Over on Bear Alley, Steve Holland has just paid tribute to writer and illustrator Terry Maloney, who died on 16 March 2008, aged 90.
In the 1930s, Maloney joined the Communist Party and renounced his Catholic upbringing and the church and volunteered for the International Brigades fighting in the Spanish Civil War in November 1937 and was assigned to the British Battalion's machine-gun company.
Steve recounts how he survived a shrapnel wound to the chest at the battle of the Ebro in August 1938, the last great Republican offensive, having already seen many of his comrades killed fighting around Gandesa.
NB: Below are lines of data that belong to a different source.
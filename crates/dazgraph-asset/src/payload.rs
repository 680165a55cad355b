//! Typed asset payloads.
//!
//! Payloads are decoded once, when a file is parsed. References inside a
//! payload are stored normalized and qualified against the file they were
//! read from, so a payload can be merged onto an asset from another file
//! without its references changing meaning.

use dazgraph_url::NormalizedRef;
use serde_json::Value;

/// A DSON channel (a typed, animatable property).
#[derive(Debug, Clone, PartialEq, Default)]
pub struct Channel {
    pub id: String,
    pub channel_type: Option<String>,
    pub label: Option<String>,
    pub value: Option<Value>,
    pub current_value: Option<Value>,
    pub min: Option<f64>,
    pub max: Option<f64>,
    /// Image map driving this channel, for material channels.
    pub image: Option<NormalizedRef>,
}

impl Channel {
    /// Create a channel carrying only a value.
    pub fn with_value(id: impl Into<String>, value: Value) -> Self {
        Self {
            id: id.into(),
            value: Some(value),
            ..Default::default()
        }
    }

    /// The value in effect: `current_value` when present, else `value`.
    pub fn effective_value(&self) -> Option<&Value> {
        self.current_value.as_ref().or(self.value.as_ref())
    }

    /// The effective value as a float.
    pub fn as_f64(&self) -> Option<f64> {
        self.effective_value().and_then(Value::as_f64)
    }

    fn merge(&mut self, overlay: &Channel) {
        merge_opt(&mut self.channel_type, &overlay.channel_type);
        merge_opt(&mut self.label, &overlay.label);
        merge_opt(&mut self.value, &overlay.value);
        merge_opt(&mut self.current_value, &overlay.current_value);
        merge_opt(&mut self.min, &overlay.min);
        merge_opt(&mut self.max, &overlay.max);
        merge_opt(&mut self.image, &overlay.image);
    }
}

/// Top-level `asset_info` of a file.
#[derive(Debug, Clone, PartialEq, Default)]
pub struct FileInfo {
    pub asset_type: Option<String>,
    pub file_version: Option<String>,
    pub revision: Option<String>,
    pub modified: Option<String>,
    pub author: Option<String>,
}

/// Figure, bone and plain node payload.
#[derive(Debug, Clone, PartialEq, Default)]
pub struct NodePayload {
    pub name: Option<String>,
    pub label: Option<String>,
    pub node_type: Option<String>,
    pub rotation_order: Option<String>,
    pub inherits_scale: Option<bool>,
    pub center_point: Vec<Channel>,
    pub end_point: Vec<Channel>,
    pub orientation: Vec<Channel>,
    pub rotation: Vec<Channel>,
    pub translation: Vec<Channel>,
    pub scale: Vec<Channel>,
    pub general_scale: Option<Channel>,
}

#[derive(Debug, Clone, PartialEq, Default)]
pub struct GeometryPayload {
    pub name: Option<String>,
    pub label: Option<String>,
    pub geometry_type: Option<String>,
    pub vertex_count: usize,
    pub polygon_count: usize,
    pub polygon_groups: Vec<String>,
    pub material_groups: Vec<String>,
    pub default_uv_set: Option<NormalizedRef>,
    pub edge_interpolation_mode: Option<String>,
}

#[derive(Debug, Clone, PartialEq, Default)]
pub struct UvSetPayload {
    pub name: Option<String>,
    pub label: Option<String>,
    pub vertex_count: usize,
    pub uv_count: usize,
}

#[derive(Debug, Clone, PartialEq, Default)]
pub struct MaterialPayload {
    pub name: Option<String>,
    pub label: Option<String>,
    pub geometry: Option<NormalizedRef>,
    pub uv_set: Option<NormalizedRef>,
    pub groups: Vec<String>,
    pub channels: Vec<Channel>,
}

#[derive(Debug, Clone, PartialEq, Default)]
pub struct ModifierPayload {
    pub name: Option<String>,
    pub label: Option<String>,
    /// `morph`, `skin`, or `channel` for plain property modifiers.
    pub modifier_type: Option<String>,
    pub channel: Option<Channel>,
    pub region: Option<String>,
    pub group: Option<String>,
    /// Targets written by this modifier's formulas.
    pub formula_outputs: Vec<NormalizedRef>,
    pub morph_deltas: usize,
}

/// One layer of an image asset.
#[derive(Debug, Clone, PartialEq, Default)]
pub struct ImageMap {
    pub url: Option<NormalizedRef>,
    pub label: Option<String>,
    pub operation: Option<String>,
    pub transparency: Option<f64>,
    pub invert: Option<bool>,
}

#[derive(Debug, Clone, PartialEq, Default)]
pub struct ImagePayload {
    pub name: Option<String>,
    pub map_gamma: Option<f64>,
    pub maps: Vec<ImageMap>,
}

/// Decoded content of an asset.
#[derive(Debug, Clone, PartialEq)]
pub enum AssetPayload {
    File(FileInfo),
    Node(NodePayload),
    Geometry(GeometryPayload),
    UvSet(UvSetPayload),
    Material(MaterialPayload),
    Modifier(ModifierPayload),
    Image(ImagePayload),
    /// Anything without a dedicated payload type.
    Other(Value),
}

impl AssetPayload {
    /// Name carried by the payload, if any.
    pub fn name(&self) -> Option<&str> {
        match self {
            AssetPayload::File(_) => None,
            AssetPayload::Node(p) => p.name.as_deref(),
            AssetPayload::Geometry(p) => p.name.as_deref(),
            AssetPayload::UvSet(p) => p.name.as_deref(),
            AssetPayload::Material(p) => p.name.as_deref(),
            AssetPayload::Modifier(p) => p.name.as_deref(),
            AssetPayload::Image(p) => p.name.as_deref(),
            AssetPayload::Other(v) => v.get("name").and_then(Value::as_str),
        }
    }

    /// Merge overlay values into this payload.
    ///
    /// Fields present in the overlay replace those here; channels are
    /// matched by id. Returns false if the payload types differ.
    pub fn merge(&mut self, overlay: &AssetPayload) -> bool {
        match (self, overlay) {
            (AssetPayload::File(base), AssetPayload::File(o)) => {
                merge_opt(&mut base.asset_type, &o.asset_type);
                merge_opt(&mut base.file_version, &o.file_version);
                merge_opt(&mut base.revision, &o.revision);
                merge_opt(&mut base.modified, &o.modified);
                merge_opt(&mut base.author, &o.author);
            }
            (AssetPayload::Node(base), AssetPayload::Node(o)) => {
                merge_opt(&mut base.name, &o.name);
                merge_opt(&mut base.label, &o.label);
                merge_opt(&mut base.node_type, &o.node_type);
                merge_opt(&mut base.rotation_order, &o.rotation_order);
                merge_opt(&mut base.inherits_scale, &o.inherits_scale);
                merge_channels(&mut base.center_point, &o.center_point);
                merge_channels(&mut base.end_point, &o.end_point);
                merge_channels(&mut base.orientation, &o.orientation);
                merge_channels(&mut base.rotation, &o.rotation);
                merge_channels(&mut base.translation, &o.translation);
                merge_channels(&mut base.scale, &o.scale);
                match (&mut base.general_scale, &o.general_scale) {
                    (Some(b), Some(o)) => b.merge(o),
                    (b @ None, Some(o)) => *b = Some(o.clone()),
                    _ => {}
                }
            }
            (AssetPayload::Geometry(base), AssetPayload::Geometry(o)) => {
                merge_opt(&mut base.name, &o.name);
                merge_opt(&mut base.label, &o.label);
                merge_opt(&mut base.geometry_type, &o.geometry_type);
                merge_count(&mut base.vertex_count, o.vertex_count);
                merge_count(&mut base.polygon_count, o.polygon_count);
                merge_vec(&mut base.polygon_groups, &o.polygon_groups);
                merge_vec(&mut base.material_groups, &o.material_groups);
                merge_opt(&mut base.default_uv_set, &o.default_uv_set);
                merge_opt(&mut base.edge_interpolation_mode, &o.edge_interpolation_mode);
            }
            (AssetPayload::UvSet(base), AssetPayload::UvSet(o)) => {
                merge_opt(&mut base.name, &o.name);
                merge_opt(&mut base.label, &o.label);
                merge_count(&mut base.vertex_count, o.vertex_count);
                merge_count(&mut base.uv_count, o.uv_count);
            }
            (AssetPayload::Material(base), AssetPayload::Material(o)) => {
                merge_opt(&mut base.name, &o.name);
                merge_opt(&mut base.label, &o.label);
                merge_opt(&mut base.geometry, &o.geometry);
                merge_opt(&mut base.uv_set, &o.uv_set);
                merge_vec(&mut base.groups, &o.groups);
                merge_channels(&mut base.channels, &o.channels);
            }
            (AssetPayload::Modifier(base), AssetPayload::Modifier(o)) => {
                merge_opt(&mut base.name, &o.name);
                merge_opt(&mut base.label, &o.label);
                merge_opt(&mut base.modifier_type, &o.modifier_type);
                match (&mut base.channel, &o.channel) {
                    (Some(b), Some(o)) => b.merge(o),
                    (b @ None, Some(o)) => *b = Some(o.clone()),
                    _ => {}
                }
                merge_opt(&mut base.region, &o.region);
                merge_opt(&mut base.group, &o.group);
                merge_vec(&mut base.formula_outputs, &o.formula_outputs);
                merge_count(&mut base.morph_deltas, o.morph_deltas);
            }
            (AssetPayload::Image(base), AssetPayload::Image(o)) => {
                merge_opt(&mut base.name, &o.name);
                merge_opt(&mut base.map_gamma, &o.map_gamma);
                merge_vec(&mut base.maps, &o.maps);
            }
            (AssetPayload::Other(base), AssetPayload::Other(o)) => match (base, o) {
                (Value::Object(b), Value::Object(o)) => {
                    for (key, value) in o {
                        b.insert(key.clone(), value.clone());
                    }
                }
                (b, o) => *b = o.clone(),
            },
            _ => return false,
        }
        true
    }
}

#[inline]
fn merge_opt<T: Clone>(base: &mut Option<T>, overlay: &Option<T>) {
    if overlay.is_some() {
        base.clone_from(overlay);
    }
}

#[inline]
fn merge_count(base: &mut usize, overlay: usize) {
    if overlay != 0 {
        *base = overlay;
    }
}

#[inline]
fn merge_vec<T: Clone>(base: &mut Vec<T>, overlay: &[T]) {
    if !overlay.is_empty() {
        *base = overlay.to_vec();
    }
}

fn merge_channels(base: &mut Vec<Channel>, overlay: &[Channel]) {
    for channel in overlay {
        match base.iter_mut().find(|c| c.id == channel.id) {
            Some(existing) => existing.merge(channel),
            None => base.push(channel.clone()),
        }
    }
}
He had earlier encountered the enemy when he inadvertently crossed the lines in search of drinking water but, thinking he was an Italian, Maloney slipped away - minus the company's water bottles - before Franco's troops realised who he was.
Maloney was 'lucky': it's estimated that of the 2,000 soldiers in the British Battalion, 500 were killed and 1,200 were seriously wounded during the conflict.
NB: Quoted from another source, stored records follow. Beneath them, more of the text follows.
impl<P: PathResolver, F: FileParser> Resolver<P, F> {
    pub fn new(paths: P, parser: F) -> Self {
        Self {
            paths,
            parser,
            loading: Vec::new(),
        }
    }

    #[inline]
    pub fn paths(&self) -> &P {
        &self.paths
    }

    #[inline]
    pub fn parser(&self) -> &F {
        &self.parser
    }

    /// Resolve `reference`, read in the file of `scope`, to an asset.
    ///
    /// Returns `Ok(None)` for channel references (`...?channel`) and, unless
    /// `strict` is set, for anything that cannot be found. Missing assets are
    /// always recorded in the session diagnostics.
    pub fn resolve(
        &mut self,
        session: &mut Session,
        reference: &str,
        scope: &FileScope<'_>,
        strict: bool,
    ) -> Result<Option<AssetId>> {
        let normalized = session.normalize(reference);
        if normalized.is_empty() || normalized.is_channel() {
            return Ok(None);
        }

        let key = join(scope.file(), &normalized);
        if let Some(id) = session.store().get(&key) {
            return Ok(Some(id));
        }

        if normalized.is_local() {
            self.resolve_local(session, key, &normalized, scope, strict)
        } else {
            self.resolve_external(session, key, scope, strict)
        }
    }

    /// Resolve `reference` to an asset of `kind`.
    ///
    /// When the reference names an asset of another kind, a typed sibling
    /// registered under the same key is returned instead. [`AssetKind::Node`]
    /// matches every node kind.
    pub fn resolve_typed(
        &mut self,
        session: &mut Session,
        reference: &str,
        kind: AssetKind,
        scope: &FileScope<'_>,
        strict: bool,
    ) -> Result<Option<AssetId>> {
        let Some(id) = self.resolve(session, reference, scope, strict)? else {
            return Ok(None);
        };
        if kind_matches(kind, session.store()[id].kind()) {
            return Ok(Some(id));
        }

        let key = join(scope.file(), &session.normalize(reference));
        if let Some(sibling) = typed_sibling(session.store(), &key, kind) {
            return Ok(Some(sibling));
        }

        let file_ref = key.file_ref();
        if !session.store().contains_file(&file_ref) && !self.loading.contains(&file_ref) {
            self.load_ref(session, &file_ref, &key, Some(scope), strict)?;
            if let Some(sibling) = typed_sibling(session.store(), &key, kind) {
                return Ok(Some(sibling));
            }
        }

        debug!("{} is a {}, not a {}", key, session.store()[id].kind(), kind);
        Ok(None)
    }

    /// Resolve the shared asset an instance link points at and store the
    /// link's overlay as a new asset under `scope.file#link.id`.
    ///
    /// If that identity is already taken by an asset of the same kind, the
    /// existing asset is returned; a differing overlay is reported as a
    /// duplicate definition.
    pub fn parse_url_asset_link(
        &mut self,
        session: &mut Session,
        link: &InstanceLink,
        scope: &FileScope<'_>,
    ) -> Result<Option<AssetId>> {
        let strict = session.settings().strict;
        let base = match link.kind {
            Some(kind) => self.resolve_typed(session, &link.url, kind, scope, strict)?,
            None => self.resolve(session, &link.url, scope, strict)?,
        };
        let Some(base) = base else {
            return Ok(None);
        };

        let url = session.normalize(&link.url);
        let Some(local_id) = link.id.as_deref().or(url.fragment()) else {
            return Ok(Some(base));
        };
        let identity = scope.file().with_fragment(session.normalizer(), local_id);

        let base_asset = &session.store()[base];
        if *base_asset.identity() == identity {
            return Ok(Some(base));
        }
        let kind = base_asset.kind();
        let mut payload = base_asset.payload().clone();
        if !payload.merge(&link.overlay) {
            debug!("{}: overlay does not apply to a {}", identity, kind);
        }

        if let Some(existing) = existing_definition(session, &identity, kind, &payload) {
            return Ok(Some(existing));
        }

        let parent = link
            .parent
            .as_deref()
            .map(|p| join(scope.file(), &session.normalize(p)));
        let record = AssetRecord::new(identity.clone(), kind, scope.file().clone(), payload)
            .with_parent(parent.clone());

        let store = session.store_mut();
        let id = store.put(identity, record).id();
        store.link_instance(id, base);

        let owner = parent
            .as_ref()
            .and_then(|p| find_parent(store, p, kind))
            .or_else(|| store.get_typed(scope.file(), AssetKind::File));
        if let Some(owner) = owner {
            store.link_child(owner, id);
        }

        Ok(Some(id))
    }

    /// Import a file from disk, typically the scene an import starts from.
    ///
    /// Returns the file's top-level asset. Files already loaded are not
    /// parsed again.
    pub fn load_file(&mut self, session: &mut Session, path: &Path) -> Result<AssetId> {
        let file_ref = self.file_ref_for(session, path);
        if let Some(id) = session.store().get_typed(&file_ref, AssetKind::File) {
            debug!("{} already loaded", file_ref);
            return Ok(id);
        }

        self.load_path(session, path, &file_ref, None)
    }

    /// The key a file on disk is registered under: its library-relative path
    /// when it lies in a library, the full path otherwise.
    pub fn file_ref_for(&self, session: &Session, path: &Path) -> NormalizedRef {
        match self.paths.library_relative(path) {
            Some(relative) => session.normalize(&relative),
            None => session.normalize(&path.to_string_lossy()),
        }
    }

    /// Store everything a parsed file defines, then process its instance
    /// links with the file as scope and `caller` above it.
    pub fn register(
        &mut self,
        session: &mut Session,
        parsed: ParsedFile,
        caller: Option<&FileScope<'_>>,
    ) -> Result<AssetId> {
        let ParsedFile {
            path,
            file_ref,
            declared_id,
            file_record,
            assets,
            instances,
        } = parsed;

        if let Some(existing) = session.store().get_typed(&file_ref, AssetKind::File) {
            debug!("{} already loaded", file_ref);
            return Ok(existing);
        }
        info!("loading {}", path.display());

        let file_id = session.store_mut().put(file_ref.clone(), file_record).id();
        if let Some(declared) = &declared_id {
            session.store_mut().alias(declared.clone(), file_id);
        }

        let mut stored = Vec::with_capacity(assets.len());
        for record in assets {
            let identity = record.identity.clone();
            if existing_definition(session, &identity, record.kind, &record.payload).is_some() {
                continue;
            }

            let outcome = session.store_mut().put(identity.clone(), record);
            if let (PutOutcome::Inserted(id), Some(declared), Some(fragment)) =
                (outcome, &declared_id, identity.fragment())
            {
                let alias = session.normalize(&format!("{}#{}", declared.path(), fragment));
                session.store_mut().alias(alias, id);
            }
            stored.push(outcome.id());
        }

        let store = session.store_mut();
        for id in stored {
            let asset = &store[id];
            let owner = match asset.parent() {
                Some(parent) => find_parent(store, parent, asset.kind()),
                None => Some(file_id),
            };
            match owner {
                Some(owner) => store.link_child(owner, id),
                None => debug!("{}: parent not loaded", store[id].identity()),
            }
        }

        self.loading.push(file_ref.clone());
        let scope = match caller {
            Some(caller) => caller.nested(&file_ref),
            None => FileScope::root(&file_ref),
        };
        let result = instances
            .iter()
            .try_for_each(|link| self.parse_url_asset_link(session, link, &scope).map(drop));
        self.loading.pop();
        result?;

        debug!(
            "{}: {} assets in store after load",
            file_ref,
            session.store().len()
        );
        Ok(file_id)
    }

    fn resolve_local(
        &mut self,
        session: &mut Session,
        key: NormalizedRef,
        local: &NormalizedRef,
        scope: &FileScope<'_>,
        strict: bool,
    ) -> Result<Option<AssetId>> {
        let file_ref = scope.file();

        if !session.store().contains_file(file_ref) && !self.loading.contains(file_ref) {
            // A scope file no library has still leaves the caller to try.
            match self.locate(file_ref) {
                Some(path) => {
                    self.load_path(session, &path, file_ref, scope.caller())?;
                    if let Some(id) = session.store().get(&key) {
                        return Ok(Some(id));
                    }
                }
                None => debug!("{}: scope file not in any library", file_ref),
            }
        }

        // Instances may name ids defined by the file that loaded them.
        if let Some(caller) = scope.caller() {
            let fallback = caller.file().qualify_local(local);
            if let Some(id) = session.store().get(&fallback) {
                debug!("{} found in calling file {}", local, caller.file());
                return Ok(Some(id));
            }
        }

        missing(
            session,
            Diagnostic::MissingLocalAsset {
                reference: local.to_string(),
                scope: file_ref.to_string(),
            },
            strict,
        )
    }

    fn resolve_external(
        &mut self,
        session: &mut Session,
        key: NormalizedRef,
        scope: &FileScope<'_>,
        strict: bool,
    ) -> Result<Option<AssetId>> {
        let file_ref = key.file_ref();

        // A file on the stack is already registered, so a miss there is a
        // plain missing asset unless the caller asked for strictness.
        if let Some(position) = self.loading.iter().position(|f| *f == file_ref) {
            if !strict && session.store().contains_file(&file_ref) {
                debug!("{} misses {} while it is still loading", key, file_ref);
                return missing(
                    session,
                    Diagnostic::MissingAsset {
                        reference: key.to_string(),
                        file: PathBuf::from(denormalize(file_ref.as_str())),
                    },
                    strict,
                );
            }
            return Err(AssetError::CyclicReference {
                reference: key.to_string(),
                chain: self.loading[position..]
                    .iter()
                    .map(ToString::to_string)
                    .collect(),
            });
        }

        if session.store().contains_file(&file_ref) {
            return missing(
                session,
                Diagnostic::MissingAsset {
                    reference: key.to_string(),
                    file: PathBuf::from(denormalize(file_ref.as_str())),
                },
                strict,
            );
        }

        let Some(path) = self.load_ref(session, &file_ref, &key, Some(scope), strict)? else {
            return Ok(None);
        };

        match session.store().get(&key) {
            Some(id) => Ok(Some(id)),
            None => missing(
                session,
                Diagnostic::MissingAsset {
                    reference: key.to_string(),
                    file: path,
                },
                strict,
            ),
        }
    }

    /// Locate, parse and register the file `file_ref`. Returns the path it
    /// was read from, or `None` if no library has it.
    fn load_ref(
        &mut self,
        session: &mut Session,
        file_ref: &NormalizedRef,
        key: &NormalizedRef,
        caller: Option<&FileScope<'_>>,
        strict: bool,
    ) -> Result<Option<PathBuf>> {
        let Some(path) = self.locate(file_ref) else {
            missing(
                session,
                Diagnostic::MissingLibraryPath {
                    reference: key.to_string(),
                    path: denormalize(file_ref.as_str()),
                },
                strict,
            )?;
            return Ok(None);
        };

        self.load_path(session, &path, file_ref, caller)?;
        Ok(Some(path))
    }

    /// The first library file for `file_ref`.
    fn locate(&self, file_ref: &NormalizedRef) -> Option<PathBuf> {
        self.paths
            .resolve(&denormalize(file_ref.as_str()))
            .into_iter()
            .next()
    }

    fn load_path(
        &mut self,
        session: &mut Session,
        path: &Path,
        file_ref: &NormalizedRef,
        caller: Option<&FileScope<'_>>,
    ) -> Result<AssetId> {
        let parsed = self.parser.parse(path, file_ref, session.normalizer())?;
        self.register(session, parsed, caller)
    }
}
He also fought in the Second World War and afterwards helped design posters for London Underground and became art editor of Spain Today (originally called first called The Volunteer for Liberty), produced by the International Brigade Association to publicise the repression in Spain under Franco.
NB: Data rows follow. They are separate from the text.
//! Recoverable conditions collected during an import.

use std::fmt;
use std::path::PathBuf;

use dazgraph_common::Verbosity;
use log::{debug, warn};

/// A recoverable condition met while resolving.
#[derive(Debug, Clone, PartialEq, Eq)]
pub enum Diagnostic {
    MissingLocalAsset { reference: String, scope: String },
    MissingLibraryPath { reference: String, path: String },
    MissingAsset { reference: String, file: PathBuf },
    DuplicateDefinition { reference: String },
}

impl Diagnostic {
    /// Whether this condition means an asset is absent from the scene.
    pub fn is_missing(&self) -> bool {
        !matches!(self, Diagnostic::DuplicateDefinition { .. })
    }
}

impl fmt::Display for Diagnostic {
    fn fmt(&self, f: &mut fmt::Formatter<'_>) -> fmt::Result {
        match self {
            Diagnostic::MissingLocalAsset { reference, scope } => {
                write!(f, "missing local asset {} (in {})", reference, scope)
            }
            Diagnostic::MissingLibraryPath { path, .. } => {
                write!(f, "file not found in any library root: {}", path)
            }
            Diagnostic::MissingAsset { reference, file } => {
                write!(f, "asset {} not defined in {}", reference, file.display())
            }
            Diagnostic::DuplicateDefinition { reference } => {
                write!(f, "duplicate definition of {}, keeping the first", reference)
            }
        }
    }
}

/// Session-wide log of recoverable conditions.
#[derive(Debug, Default)]
pub struct Diagnostics {
    entries: Vec<Diagnostic>,
    missing: bool,
}

impl Diagnostics {
    pub fn new() -> Self {
        Self::default()
    }

    /// Record a condition and log it according to `verbosity`.
    pub fn record(&mut self, diagnostic: Diagnostic, verbosity: Verbosity) {
        if diagnostic.is_missing() {
            self.missing = true;
        }

        match verbosity {
            Verbosity::Quiet => debug!("{}", diagnostic),
            Verbosity::Normal | Verbosity::Verbose => warn!("{}", diagnostic),
        }

        if !self.entries.contains(&diagnostic) {
            self.entries.push(diagnostic);
        }
    }

    /// Whether any asset was reported missing.
    #[inline]
    pub fn some_assets_missing(&self) -> bool {
        self.missing
    }

    #[inline]
    pub fn entries(&self) -> &[Diagnostic] {
        &self.entries
    }

    #[inline]
    pub fn is_empty(&self) -> bool {
        self.entries.is_empty()
    }

    /// One end-of-import notice, or `None` if nothing went missing.
    pub fn summary(&self) -> Option<String> {
        if !self.missing {
            return None;
        }

        let missing: Vec<&Diagnostic> = self.entries.iter().filter(|d| d.is_missing()).collect();
        let mut text = format!("{} asset(s) could not be found:", missing.len());
        for diagnostic in missing {
            text.push_str("\n  ");
            text.push_str(&diagnostic.to_string());
        }
        Some(text)
    }

    pub fn clear(&mut self) {
        self.entries.clear();
        self.missing = false;
    }
}

#[cfg(test)]
mod tests {
    use super::*;

    #[test]
    fn test_duplicate_is_not_missing() {
        let mut diagnostics = Diagnostics::new();
        diagnostics.record(
            Diagnostic::DuplicateDefinition {
                reference: "/scene.duf#x".into(),
            },
            Verbosity::Quiet,
        );
        assert!(!diagnostics.some_assets_missing());
        assert_eq!(diagnostics.summary(), None);
        assert_eq!(diagnostics.entries().len(), 1);
    }

    #[test]
    fn test_summary() {
        let mut diagnostics = Diagnostics::new();
        let missing = Diagnostic::MissingLibraryPath {
            reference: "/data/gone.dsf#x".into(),
            path: "/data/gone.dsf".into(),
        };
        diagnostics.record(missing.clone(), Verbosity::Quiet);
        diagnostics.record(missing, Verbosity::Quiet);

        assert!(diagnostics.some_assets_missing());
        assert_eq!(diagnostics.entries().len(), 1);
        let summary = diagnostics.summary().unwrap();
        assert!(summary.starts_with("1 asset(s) could not be found:"));
        assert!(summary.contains("/data/gone.dsf"));

        diagnostics.clear();
        assert!(!diagnostics.some_assets_missing());
        assert!(diagnostics.is_empty());
    }
}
He also took up astronomy, which led eventually to work, briefly, in Frank Hampson's studio, working on Dan Dare for the cover of Eagle, then finding work producing a number of book covers paperback science fiction novels before beginning to concentrate on work as a writer/illustrator and editor of books in the mid 1950s. His non fiction work included Other Worlds in Space and The Sky at Night.
• Read Steve's tribute in full...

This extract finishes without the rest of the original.